Appearance of fractional charge in the noise of non-chiral Luttinger liquids

TL;DR

This paper investigates the current noise in a voltage-biased interacting quantum wire with an impurity, revealing how frequency-dependent noise measurements can uncover fractional charge in non-chiral Luttinger liquids.

Contribution

It demonstrates the frequency dependence of noise and the role of Andreev reflections in revealing fractional charge in non-chiral Luttinger liquids, extending previous chiral models.

Findings

Fano factor depends on noise frequency relative to ballistic frequency.

Noise involves both fractional charge backscattering and contact reflections.

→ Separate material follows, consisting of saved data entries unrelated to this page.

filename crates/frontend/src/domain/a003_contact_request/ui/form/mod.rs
//! Storefront contact form
//!
//! Collects a phone number for a product enquiry and posts it to `/contact`.
//! In best-effort mode (landing page) a failed submission is still
//! acknowledged to the visitor; the failure is only logged.

use crate::domain::a003_contact_request::api;
use crate::shared::notify::use_notifier;
use contracts::domain::a002_product::Product;
use contracts::domain::a003_contact_request::ContactRequestDto;
use contracts::shared::validation::ValidationErrors;
use leptos::prelude::*;
use wasm_bindgen_futures::spawn_local;

pub const SENT_MESSAGE: &str = "Your inquiry has been sent. We will contact you soon.";
pub const BEST_EFFORT_SENT_MESSAGE: &str = "Thank you! We will contact you shortly.";
pub const BEST_EFFORT_FAILED_MESSAGE: &str = "Request noted. We will reach out soon.";

#[derive(Clone, Copy)]
struct ContactFormState {
    form: RwSignal<ContactRequestDto>,
    errors: RwSignal<ValidationErrors>,
    sending: RwSignal<bool>,
}

impl ContactFormState {
    fn new(product: Option<&Product>) -> Self {
        Self {
            form: RwSignal::new(ContactRequestDto::for_product(product)),
            errors: RwSignal::new(ValidationErrors::new()),
            sending: RwSignal::new(false),
        }
    }

    fn field_error(&self, field: &'static str) -> Option<String> {
        self.errors.with(|e| e.for_field(field).map(str::to_string))
    }

    /// Keep the product link, clear what the visitor typed
    fn reset(&self) {
        self.form.update(|f| {
            *f = ContactRequestDto {
                product_id: f.product_id,
                product: f.product.clone(),
                ..ContactRequestDto::default()
            }
        });
        self.errors.set(ValidationErrors::new());
    }
}

#[component]
pub fn ContactForm(
    /// Product the enquiry is about, if any
    #[prop(optional_no_strip)]
    product: Option<Product>,
    /// Acknowledge the visitor even when the API call fails
    #[prop(optional)]
    best_effort: bool,
    on_done: Callback<()>,
    #[prop(optional)] on_cancel: Option<Callback<()>>,
) -> impl IntoView {
    let state = ContactFormState::new(product.as_ref());
    let notifier = use_notifier();
    let product_title = product.map(|p| p.title);

    let submit = move |ev: leptos::ev::SubmitEvent| {
        ev.prevent_default();
        if state.sending.get_untracked() {
            return;
        }

        let dto = state.form.get_untracked().normalized();
        if let Err(errors) = dto.validate() {
            state.errors.set(errors);
            return;
        }
        state.errors.set(ValidationErrors::new());
        state.sending.set(true);

        spawn_local(async move {
            let result = api::submit_contact_request(&dto).await;
            state.sending.set(false);
            match result {
                Ok(()) => {
                    log::info!("Contact request submitted successfully");
                    notifier.success(if best_effort {
                        BEST_EFFORT_SENT_MESSAGE
                    } else {
                        SENT_MESSAGE
                    });
                    state.reset();
                    on_done.run(());
                }
                Err(e) if best_effort => {
                    log::warn!("Contact request not delivered: {e}");
                    notifier.info(BEST_EFFORT_FAILED_MESSAGE);
                    state.reset();
                    on_done.run(());
                }
                Err(e) => {
                    notifier.error(format!(
                        "Failed to submit contact form: {}",
                        e.user_message()
                    ));
                }
            }
        });
    };

    view! {
        <form class="details-container contact-form" on:submit=submit>
            {product_title.map(|t| view! {
                <p class="contact-form__product">"Enquiry about "<strong>{t}</strong></p>
            })}

            <div class="details-form">
                <div class="contact-form__phone">
                    <div class="form-group contact-form__code">
                        <label for="contact-country-code">{"Code"}</label>
                        <input
                            type="text"
                            id="contact-country-code"
                            maxlength="4"
                            prop:value=move || state.form.with(|f| f.country_code.clone())
                            on:input=move |ev| state.form.update(|f| f.country_code = event_target_value(&ev))
                        />
                        {move || state.field_error("countryCode").map(|e| view! { <small class="field-error">{e}</small> })}
                    </div>
                    <div class="form-group contact-form__number">
                        <label for="contact-mobile">{"Mobile number"}</label>
                        <input
                            type="tel"
                            id="contact-mobile"
                            placeholder="10 digit mobile number"
                            maxlength="14"
                            prop:value=move || state.form.with(|f| f.mobile_number.clone())
                            on:input=move |ev| state.form.update(|f| f.mobile_number = event_target_value(&ev))
                        />
                        {move || state.field_error("mobileNumber").map(|e| view! { <small class="field-error">{e}</small> })}
                    </div>
                </div>
            </div>

            <div class="details-actions">
                <button type="submit" class="button button--primary" disabled=move || state.sending.get()>
                    {move || if state.sending.get() { "Sending..." } else { "Request a call back" }}
                </button>
                {on_cancel.map(|cb| view! {
                    <button type="button" class="button button--secondary" on:click=move |_| cb.run(())>
                        {"Cancel"}
                    </button>
                })}
            </div>
        </form>
    }
}
use crate::domain::a001_category::ui::list::CategoryList;
use crate::domain::a002_product::ui::list::ProductList;
use crate::domain::a003_contact_request::ui::list::ContactRequestList;
use crate::system::auth::guard::RequireAdmin;
use leptos::prelude::*;

#[derive(Debug, Clone, Copy, PartialEq, Eq)]
pub enum AdminTab {
    Products,
    Categories,
    ContactRequests,
}

impl AdminTab {
    pub fn all() -> [AdminTab; 3] {
        [AdminTab::Products, AdminTab::Categories, AdminTab::ContactRequests]
    }

    pub fn label(&self) -> &'static str {
        match self {
            AdminTab::Products => "Products",
            AdminTab::Categories => "Categories",
            AdminTab::ContactRequests => "Contact requests",
        }
    }
}

/// Admin panel, only rendered for an admin session
#[component]
pub fn AdminPage() -> impl IntoView {
    let active = RwSignal::new(AdminTab::Products);

    view! {
        <RequireAdmin>
            <div class="admin">
                <nav class="admin__tabs">
                    {AdminTab::all().into_iter().map(|tab| view! {
                        <button
                            class="admin__tab"
                            class:admin__tab--active=move || active.get() == tab
                            on:click=move |_| active.set(tab)
                        >
                            {tab.label()}
                        </button>
                    }).collect_view()}
                </nav>
                <div class="admin__content">
                    {move || match active.get() {
                        AdminTab::Products => view! { <ProductList /> }.into_any(),
                        AdminTab::Categories => view! { <CategoryList /> }.into_any(),
                        AdminTab::ContactRequests => view! { <ContactRequestList /> }.into_any(),
                    }}
                </div>
            </div>
        </RequireAdmin>
    }
}
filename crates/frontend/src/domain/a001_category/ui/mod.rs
pub mod details;
pub mod list;
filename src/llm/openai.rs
//! OpenAI 兼容 API 客户端
//!
//! 通过 async_openai 调用任意 OpenAI 兼容端点（可配置 base_url）；Gemini 即走其 OpenAI 兼容端点。

use std::sync::atomic::{AtomicU64, Ordering};
use std::sync::Arc;
use std::time::Duration;

use async_openai::config::OpenAIConfig;
use async_openai::types::chat::{
    ChatCompletionRequestAssistantMessageArgs, ChatCompletionRequestMessage,
    ChatCompletionRequestSystemMessageArgs, ChatCompletionRequestUserMessageArgs,
    CreateChatCompletionRequest, CreateChatCompletionRequestArgs,
};
use async_openai::Client;
use async_trait::async_trait;

use crate::llm::{LlmClient, TIMEOUT_PREFIX};
use crate::memory::{Message, Role};

/// Token 使用统计（累计值）
#[derive(Debug, Clone, Default)]
pub struct TokenUsage {
    pub prompt_tokens: Arc<AtomicU64>,
    pub completion_tokens: Arc<AtomicU64>,
    pub total_tokens: Arc<AtomicU64>,
}

impl TokenUsage {
    pub fn new() -> Self {
        Self::default()
    }

    pub fn add(&self, prompt: u64, completion: u64) {
        self.prompt_tokens.fetch_add(prompt, Ordering::Relaxed);
        self.completion_tokens.fetch_add(completion, Ordering::Relaxed);
        self.total_tokens.fetch_add(prompt + completion, Ordering::Relaxed);
    }

    pub fn get(&self) -> (u64, u64, u64) {
        (
            self.prompt_tokens.load(Ordering::Relaxed),
            self.completion_tokens.load(Ordering::Relaxed),
            self.total_tokens.load(Ordering::Relaxed),
        )
    }
}

/// 采样参数
#[derive(Debug, Clone, Copy)]
pub struct Sampling {
    pub temperature: f32,
    pub max_output_tokens: u32,
}

impl Default for Sampling {
    fn default() -> Self {
        Self {
            temperature: 0.0,
            max_output_tokens: 4096,
        }
    }
}

/// OpenAI 兼容客户端：持有 Client 与 model 名，complete 时转 Message 为 API 格式并取首条 content
pub struct OpenAiClient {
    client: Client<OpenAIConfig>,
    model: String,
    sampling: Sampling,
    /// 单次请求超时
    timeout: Duration,
    /// 累计 token 使用统计
    pub usage: TokenUsage,
}

impl OpenAiClient {
    pub fn new(base_url: Option<&str>, model: &str, api_key: Option<&str>) -> Self {
        let api_key = api_key
            .map(String::from)
            .or_else(|| std::env::var("OPENAI_API_KEY").ok())
            .unwrap_or_else(|| "sk-placeholder".to_string());

        let config = if let Some(url) = base_url {
            OpenAIConfig::new()
                .with_api_base(url.trim_end_matches('/'))
                .with_api_key(api_key)
        } else {
            OpenAIConfig::new().with_api_key(api_key)
        };

        Self {
            client: Client::with_config(config),
            model: model.to_string(),
            sampling: Sampling::default(),
            timeout: Duration::from_secs(60),
            usage: TokenUsage::new(),
        }
    }

    pub fn with_sampling(mut self, sampling: Sampling) -> Self {
        self.sampling = sampling;
        self
    }

    pub fn with_timeout(mut self, timeout: Duration) -> Self {
        self.timeout = timeout;
        self
    }

    pub(crate) fn sampling(&self) -> Sampling {
        self.sampling
    }

    pub(crate) fn model_name(&self) -> &str {
        &self.model
    }

    /// 发送请求（带超时），累计 token，返回首条 content（缺失时为空串）
    pub(crate) async fn send(&self, request: CreateChatCompletionRequest) -> Result<String, String> {
        let response = tokio::time::timeout(self.timeout, self.client.chat().create(request))
            .await
            .map_err(|_| format!("{} after {}s", TIMEOUT_PREFIX, self.timeout.as_secs()))?
            .map_err(|e| e.to_string())?;

        if let Some(usage) = &response.usage {
            self.usage
                .add(usage.prompt_tokens as u64, usage.completion_tokens as u64);
        }

        let content = response
            .choices
            .first()
            .and_then(|c| c.message.content.clone())
            .unwrap_or_default();

        Ok(content)
    }

    fn to_openai_messages(
        &self,
        messages: &[Message],
    ) -> Result<Vec<ChatCompletionRequestMessage>, String> {
        messages
            .iter()
            .map(|m| {
                let msg = match m.role {
                    Role::System => ChatCompletionRequestSystemMessageArgs::default()
                        .content(m.content.clone())
                        .build()
                        .map(ChatCompletionRequestMessage::System),
                    Role::User => ChatCompletionRequestUserMessageArgs::default()
                        .content(m.content.clone())
                        .build()
                        .map(ChatCompletionRequestMessage::User),
                    Role::Assistant => ChatCompletionRequestAssistantMessageArgs::default()
                        .content(m.content.clone())
                        .build()
                        .map(ChatCompletionRequestMessage::Assistant),
                };
                msg.map_err(|e| e.to_string())
            })
            .collect()
    }
}

#[async_trait]
impl LlmClient for OpenAiClient {
    fn token_usage(&self) -> (u64, u64, u64) {
        self.usage.get()
    }

    async fn complete(&self, messages: &[Message]) -> Result<String, String> {
        let request = CreateChatCompletionRequestArgs::default()
            .model(&self.model)
            .messages(self.to_openai_messages(messages)?)
            .temperature(self.sampling.temperature)
            .max_completion_tokens(self.sampling.max_output_tokens)
            .build()
            .map_err(|e| e.to_string())?;
        self.send(request).await
    }
}
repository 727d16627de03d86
//! 错误恢复引擎
//!
//! 根据 AgentError 类型返回 RecoveryAction，供 ReAct 循环决定是重试还是终止本次查询。
//! 工具失败不经过这里：循环直接把错误写成 Observation 继续。

use crate::core::{AgentError, RecoveryAction};

#[derive(Debug, Default)]
pub struct RecoveryEngine;

impl RecoveryEngine {
    pub fn new() -> Self {
        Self
    }

    /// available_tools 用于在「幻觉工具」时提示模型可选的工具名
    pub fn handle(&self, err: &AgentError, available_tools: &[String]) -> RecoveryAction {
        match err {
            AgentError::JsonParseError(raw) => RecoveryAction::RetryWithPrompt(format!(
                "Your previous tool call was not valid JSON: {raw}. \
                 To call a tool, output exactly one JSON object and nothing else, \
                 in the form {{\"tool\": \"<name>\", \"args\": {{...}}}}. \
                 Example: {{\"tool\": \"search_medical_knowledge\", \"args\": {{\"query\": \"asthma treatment\"}}}}. \
                 Otherwise reply with the final answer as plain text."
            )),
            AgentError::HallucinatedTool(name) => RecoveryAction::RetryWithPrompt(format!(
                "{name} is not a valid tool, try one of [{}].",
                available_tools.join(", ")
            )),
            AgentError::NetworkTimeout => RecoveryAction::RetryWithPrompt(
                "The previous request timed out. Please continue.".to_string(),
            ),
            AgentError::LlmError(_) | AgentError::Cancelled => RecoveryAction::Abort,
            _ => RecoveryAction::Abort,
        }
    }
}

#[cfg(test)]
mod tests {
    use super::*;

    #[test]
    fn test_recovery_json_parse_error() {
        let engine = RecoveryEngine::new();
        let err = AgentError::JsonParseError("invalid json".to_string());
        match engine.handle(&err, &[]) {
            RecoveryAction::RetryWithPrompt(msg) => {
                assert!(msg.contains("JSON"));
                assert!(msg.contains("invalid json"));
            }
            _ => panic!("Expected RetryWithPrompt"),
        }
    }

    #[test]
    fn test_recovery_hallucinated_tool_lists_valid_tools() {
        let engine = RecoveryEngine::new();
        let err = AgentError::HallucinatedTool("order_labs".to_string());
        let tools = vec!["search_medical_knowledge".to_string(), "search_web_medical".to_string()];
        match engine.handle(&err, &tools) {
            RecoveryAction::RetryWithPrompt(msg) => {
                assert!(msg.contains("order_labs"));
                assert!(msg.contains("search_medical_knowledge, search_web_medical"));
            }
            _ => panic!("Expected RetryWithPrompt"),
        }
    }

    #[test]
    fn test_recovery_llm_error_aborts() {
        let engine = RecoveryEngine::new();
        let err = AgentError::LlmError("429 Too Many Requests".to_string());
        assert!(matches!(engine.handle(&err, &[]), RecoveryAction::Abort));
    }

    #[test]
    fn test_recovery_cancelled() {
        let engine = RecoveryEngine::new();
        assert!(matches!(engine.handle(&AgentError::Cancelled, &[]), RecoveryAction::Abort));
    }

    #[test]
    fn test_recovery_network_timeout() {
        let engine = RecoveryEngine::new();
        let action = engine.handle(&AgentError::NetworkTimeout, &[]);
        assert!(matches!(action, RecoveryAction::RetryWithPrompt(_)));
    }
}
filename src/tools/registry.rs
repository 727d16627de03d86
//! 工具注册表
//!
//! 所有工具实现 Tool trait（name / description / parameters_schema / execute），由 ToolRegistry 按名注册与查找，
//! ToolExecutor 在调用时加超时并统一转 AgentError。

use std::collections::HashMap;
use std::sync::Arc;

use async_trait::async_trait;
use serde_json::Value;

/// 工具 trait：名称、描述（供 LLM 理解）、参数 schema、异步执行（args 为 JSON）
#[async_trait]
pub trait Tool: Send + Sync {
    /// 工具名称（用于 JSON 中的 "tool" 字段）
    fn name(&self) -> &str;

    /// 工具描述（供 LLM 选择工具）
    fn description(&self) -> &str;

    /// 参数 JSON Schema
    fn parameters_schema(&self) -> Value {
        serde_json::json!({
            "type": "object",
            "properties": {},
            "required": []
        })
    }

    /// 执行工具；Err 会被循环写成 "Error: ..." 观察结果
    async fn execute(&self, args: Value) -> Result<String, String>;
}

/// 工具注册表：按名称存储 Arc<dyn Tool>
#[derive(Default)]
pub struct ToolRegistry {
    tools: HashMap<String, Arc<dyn Tool>>,
}

impl ToolRegistry {
    pub fn new() -> Self {
        Self::default()
    }

    pub fn register(&mut self, tool: impl Tool + 'static) {
        let name = tool.name().to_string();
        tracing::info!(tool = %name, "tool registered");
        self.tools.insert(name, Arc::new(tool));
    }

    pub fn contains(&self, name: &str) -> bool {
        self.tools.contains_key(name)
    }

    pub async fn execute(&self, name: &str, args: Value) -> Result<String, String> {
        let tool = self.tools.get(name).ok_or_else(|| format!("Unknown tool: {name}"))?;
        tool.execute(args).await
    }

    /// 工具名（字母序，保证 prompt 稳定）
    pub fn tool_names(&self) -> Vec<String> {
        let mut names: Vec<String> = self.tools.keys().cloned().collect();
        names.sort();
        names
    }

    /// 生成 prompt 中的工具目录：名称、描述、参数 schema
    pub fn catalogue(&self) -> String {
        self.tool_names()
            .iter()
            .filter_map(|name| self.tools.get(name).map(|t| (name, t)))
            .map(|(name, tool)| {
                format!(
                    "- {}: {}\n  args schema: {}",
                    name,
                    tool.description(),
                    tool.parameters_schema()
                )
            })
            .collect::<Vec<_>>()
            .join("\n")
    }
}

#[cfg(test)]
mod tests {
    use super::*;

    struct Upper;

    #[async_trait]
    impl Tool for Upper {
        fn name(&self) -> &str {
            "upper"
        }
        fn description(&self) -> &str {
            "Uppercase text"
        }
        async fn execute(&self, args: Value) -> Result<String, String> {
            args.get("text")
                .and_then(Value::as_str)
                .map(str::to_uppercase)
                .ok_or_else(|| "Missing text".to_string())
        }
    }

    #[tokio::test]
    async fn test_register_and_execute() {
        let mut reg = ToolRegistry::new();
        reg.register(Upper);
        assert!(reg.contains("upper"));
        assert_eq!(
            reg.execute("upper", serde_json::json!({"text": "ecg"})).await.unwrap(),
            "ECG"
        );
        assert_eq!(
            reg.execute("lower", serde_json::json!({})).await.unwrap_err(),
            "Unknown tool: lower"
        );
    }

    #[test]
    fn test_catalogue_includes_schema() {
        let mut reg = ToolRegistry::new();
        reg.register(Upper);
        let cat = reg.catalogue();
        assert!(cat.starts_with("- upper: Uppercase text"));
        assert!(cat.contains("\"type\":\"object\""));
    }
}
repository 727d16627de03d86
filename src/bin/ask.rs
//! medassist-ask：无界面单次问答
//!
//! 用法：medassist-ask [--image <path|url>] [--no-guard] [--json] <question>...

use std::path::PathBuf;
use std::process::ExitCode;

use anyhow::Context;
use clap::Parser;
use medassist::agent::{build_agent, QueryOptions};
use medassist::config::{load_config, Secrets};
use medassist::observability;
use medassist::services::ImageSource;

/// Ask the medical assistant a single question
#[derive(Debug, Parser)]
#[command(name = "medassist-ask", version)]
struct Cli {
    /// Medical image to upload before asking (path or http(s) URL)
    #[arg(long)]
    image: Option<String>,
    /// Skip the medical-relevance check
    #[arg(long)]
    no_guard: bool,
    /// Print the full result as JSON
    #[arg(long)]
    json: bool,
    /// Extra TOML config file layered over config/default.toml
    #[arg(short, long)]
    config: Option<PathBuf>,
    /// The question
    #[arg(required = true, trailing_var_arg = true)]
    question: Vec<String>,
}

#[tokio::main]
async fn main() -> anyhow::Result<ExitCode> {
    let cli = Cli::parse();
    observability::init();

    let cfg = load_config(cli.config.clone()).context("Failed to load config")?;
    let mut agent = build_agent(&cfg, &Secrets::from_env()).context("Failed to build agent")?;

    if let Some(src) = cli.image.as_deref() {
        let meta = agent
            .upload_image(ImageSource::parse(src), None)
            .await
            .context("Image upload failed")?;
        eprintln!("Uploaded {} {} {}", meta.filename, meta.size_label(), meta.format);
    }

    let question = cli.question.join(" ");
    let result = agent
        .query_with(
            &question,
            QueryOptions {
                skip_guard: cli.no_guard,
                ..Default::default()
            },
        )
        .await;

    if cli.json {
        println!("{}", serde_json::to_string_pretty(&result)?);
    } else {
        println!("{}", result.response);
        if !result.tool_call_counts.is_empty() {
            let usage: Vec<String> = result
                .tool_call_counts
                .iter()
                .map(|(tool, n)| format!("{} ×{}", tool, n))
                .collect();
            eprintln!("\nTools used: {}", usage.join(", "));
        }
    }

    Ok(if result.success {
        ExitCode::SUCCESS
    } else {
        ExitCode::FAILURE
    })
}
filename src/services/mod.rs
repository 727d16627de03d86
//! 服务层：知识库检索、影像状态、医学相关性 Guard

pub mod guard;
pub mod image_handler;
pub mod knowledge_base;

pub use guard::{GuardService, GuardVerdict};
pub use image_handler::{
    decode_image, encode_for_vision, ImageHandler, ImageLoader, ImageSource, LoadedImage,
    SharedImageHandler, StoredImage,
};
pub use knowledge_base::{
    KnowledgeBaseService, KnowledgeHit, PineconeIndex, VectorIndex, VectorMatch,
};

Frequency analysis allows extraction of fractional charge e* = e g.

Abstract

The current noise of a voltage biased interacting quantum wire adiabatically connected to metallic leads is computed in presence of an impurity in the wire. We find that in the weak backscattering limit the Fano factor characterizing the ratio between noise and backscattered current crucially depends on the noise frequency $\omega$ relative to the ballistic frequency $v_F/gL$, where $v_F$ is the Fermi velocity, $g$ the Luttinger liquid interaction parameter, and $L$ the length of the wire. In contrast to chiral Luttinger liquids the noise is not only due to the Poissonian backscattering of fractionally charged quasiparticles at the impurity, but also depends on Andreev-type reflections at the contacts, so that the frequency dependence of the noise needs to be analyzed to extract the fractional charge $e^*=e g$ of the bulk excitations.